Colorado business leaders less upbeat at start of 2019

Richard Wobbekind
Richard Wobbekind

Colorado business leaders remain upbeat at the start of 2019, but far less so than in recent years, according to the latest results of a quarterly survey.

“So they’re still optimistic, just not bullishly optimistic,” said Richard Wobbekind, executive director of the research division of the Leeds School of Business at the University of Colorado at Boulder.

The Leeds Business Confidence Index fell to 50.1 for the first quarter of 2018. That’s 4.5 points lower than the fourth quarter of 2018 and the lowest reading since 2011. Still, readings above 50 reflect more positive than negative responses.

For the first quarter of 2019, readings remained above growth-neutral 50 for five metrics the index tracks, but fell to 42.5 for the outlook for the national economy, mirroring concerns expressed in financial markets. Expectations for the second quarter were flat.
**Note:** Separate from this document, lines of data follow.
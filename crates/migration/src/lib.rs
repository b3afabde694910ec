pub use sea_orm_migration::prelude::*;

mod m20260801_000000_init;
mod m20260801_000100_seed_admin;

pub struct Migrator;

#[async_trait::async_trait]
impl MigratorTrait for Migrator {
    fn migrations() -> Vec<Box<dyn MigrationTrait>> {
        vec![
            Box::new(m20260801_000000_init::Migration),
            Box::new(m20260801_000100_seed_admin::Migration),
        ]
    }
}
“We just came through the holiday season with really strong retail sales. The employment numbers are still very strong. The unemployment rate is still low. GDP growth for the fourth quarter will end up being a very solid number. I don’t think you can look at anything related to the real economy, other than perhaps housing, and say ‘It’s really slowing down.’ There is plenty of spending power out there,” Wobbekind said.

Confidence in the Colorado economy fell 4.3 points to 51 with 24.8 percent of the 234 business leaders responding to the survey upon which the index was based forecasting moderate growth. While 56 percent of leaders said they anticipated no change,
19.2 percent predicted a moderate or strong decline.

Business leaders were most optimistic about sales — although at 53.5, the reading fell 2.6 points. While 36.7 percent of leaders expected moderate or strong increases in sales, 40.2 percent forecast no change and 23.1 percent predicted moderate or strong decreases.

The reading for hiring fell 3.6 points to 51.7 with 28.6 percent of leaders planning moderate of strong increases in staffing,
50.4 percent anticipating no change and 21 percent predicting layoffs.

The reading for capital expenditures fell 3.5 points to 50.9 with 29.5 percent of leaders forecasting moderate or strong increases in spending, 44.9 percent expecting no change and 25.7 percent anticipating moderate or strong decreases.

The reading for profits fell 5.4 points to 51 with 33.4 percent of leaders predicting moderate or strong increases, 36.8 percent expecting no change and 29.9 percent anticipating moderate or strong decreases.